There are a 1001 ways to train depending on who you ask. In most cases there is no right or wrong in the way people train but as with everything if you want to become really good at swimrun then the details of “when, where, how and what to train” become increasingly important. There are many different training philosophies of how to become a better runner, swimmer or triathlete. Many revolve around the similar principles of combining elements such as speed, volume, strength and frequency. The big difference of swimrun compared to other sports is that every swimrun race is on a unique course. There is not a set distance for each swim and run section as in triathlon for instance. So in a way you have to develop a training program that is effective to tackle a whole range of swimrun events you have planned in a year. You can also tailor make your swimrun training for a specific race event you want to do. Whatever way you look at it there are many roads that lead to Rome. Below is an overview of the many different elements you need to include in your (Do it yourself) training program. Take some time to study it.
In the center of the slide is your brain (the one making the decisions..) . That’s where you need to start from: combining experience with knowledge to plan your next training session and how you are going to execute it. Everything in swimrun is interrelated so it’s best to keep things in harmony which means in practise a little bit of everything is better than doing the same thing over and over again. As long as you put the emphasis on different things once and a while you will cover most of the above and that’s how you improve. The difficulty is knowing what to do and when to do it this is called: periodisation. For example there is no point in doing a lot of interval sessions and fast work outs in the winter because the return is within days to a few weeks max. The base or engine of your swimrun body comes from aerobic run and swim work outs which are easy and medium to long (i.e. conversational speed). It’s always good to put some intensity and speed in at some point otherwise your body will eventually turn into a diesel engine without a turbo. The what and where are pretty well understood and studied these days: for instance there is the long run, the interval run, the threshold run and the speed work out. Of course there are different versions of each but lets keep it simple because the secret lays in how you execute each one of these run types. In other words it’s the intensity that matters. Intensity is determined by the number of loops, rest period, uphill or down hill, run distance and time, etc. All different variables you can play with. The closer you get to race day the more the intensity goes up and the volume goes down. That’s the only thing you really have to remember. The rest is purely experimenting on what works best for you!
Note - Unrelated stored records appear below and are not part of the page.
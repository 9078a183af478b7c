//! Logging setup
//!
//! `RUST_LOG` controls filtering (default `kos_server=info,tower_http=info`).
//! `LOG_FORMAT=json` switches to JSON lines; `LOG_DIR` adds a daily rolling file.

use tracing_appender::non_blocking::WorkerGuard;
use tracing_subscriber::EnvFilter;
use tracing_subscriber::fmt::writer::MakeWriterExt;

const DEFAULT_FILTER: &str = "kos_server=info,tower_http=info";

/// Install the global subscriber. Keep the returned guard alive for the
/// lifetime of the process so buffered file output is flushed.
pub fn init_logger(log_format: Option<&str>, log_dir: Option<&str>) -> Option<WorkerGuard> {
    let filter = EnvFilter::try_from_default_env().unwrap_or_else(|_| DEFAULT_FILTER.into());
    let json = log_format.is_some_and(|f| f.eq_ignore_ascii_case("json"));

    let builder = tracing_subscriber::fmt()
        .with_env_filter(filter)
        .with_target(false);

    match log_dir {
        Some(dir) if std::fs::create_dir_all(dir).is_ok() => {
            let appender = tracing_appender::rolling::daily(dir, "kos-server.log");
            let (file_writer, guard) = tracing_appender::non_blocking(appender);
            let writer = std::io::stdout.and(file_writer);
            if json {
                builder.json().with_writer(writer).init();
            } else {
                builder.with_writer(writer).init();
            }
            Some(guard)
        }
        _ => {
            if json {
                builder.json().init();
            } else {
                builder.init();
            }
            None
        }
    }
}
Are you intrigued then sign up for one of our swimrun training workshops. The improvement sequence always follows a certain pattern between fact and feeling. It’s the body / mind connection. It’s not rocket science and more reliable than your watch – which only tells you what you already know.
Swimrun and Triathlon – two brothers that seem so similar but are oh so different..
Since swimrun is a relatively new sport, triathlon is often considered “our closest friend” with two disciplines somehow similar. Where triathlon has the bike split we have the transition as the third discipline. But taking a closer look there are a lot more things that are completely different. For sure “Mother Nature” plays a very dominant and unpredictable role in swimrun, whereas things in triathlon are more like playing a good game of chess where “Every move can make you a winner or a loser…” Are you a triathlete and interested to know what the other differences are as far as running and swimming is concerned? Click on the read more button to find out.
Drills are the backbone of proper running form
In order to become an versatile swimrunner you have to invest a lot of time and effort in performing regular drills to improve posture, range of motion, balance coordination, timing and core strength.
“Running posture, swimming drills, swamp running, uphills, gym, mobility, treadmill, cold water exposure, technical trails, island to island swims, interval work outs, dolphin kicks…”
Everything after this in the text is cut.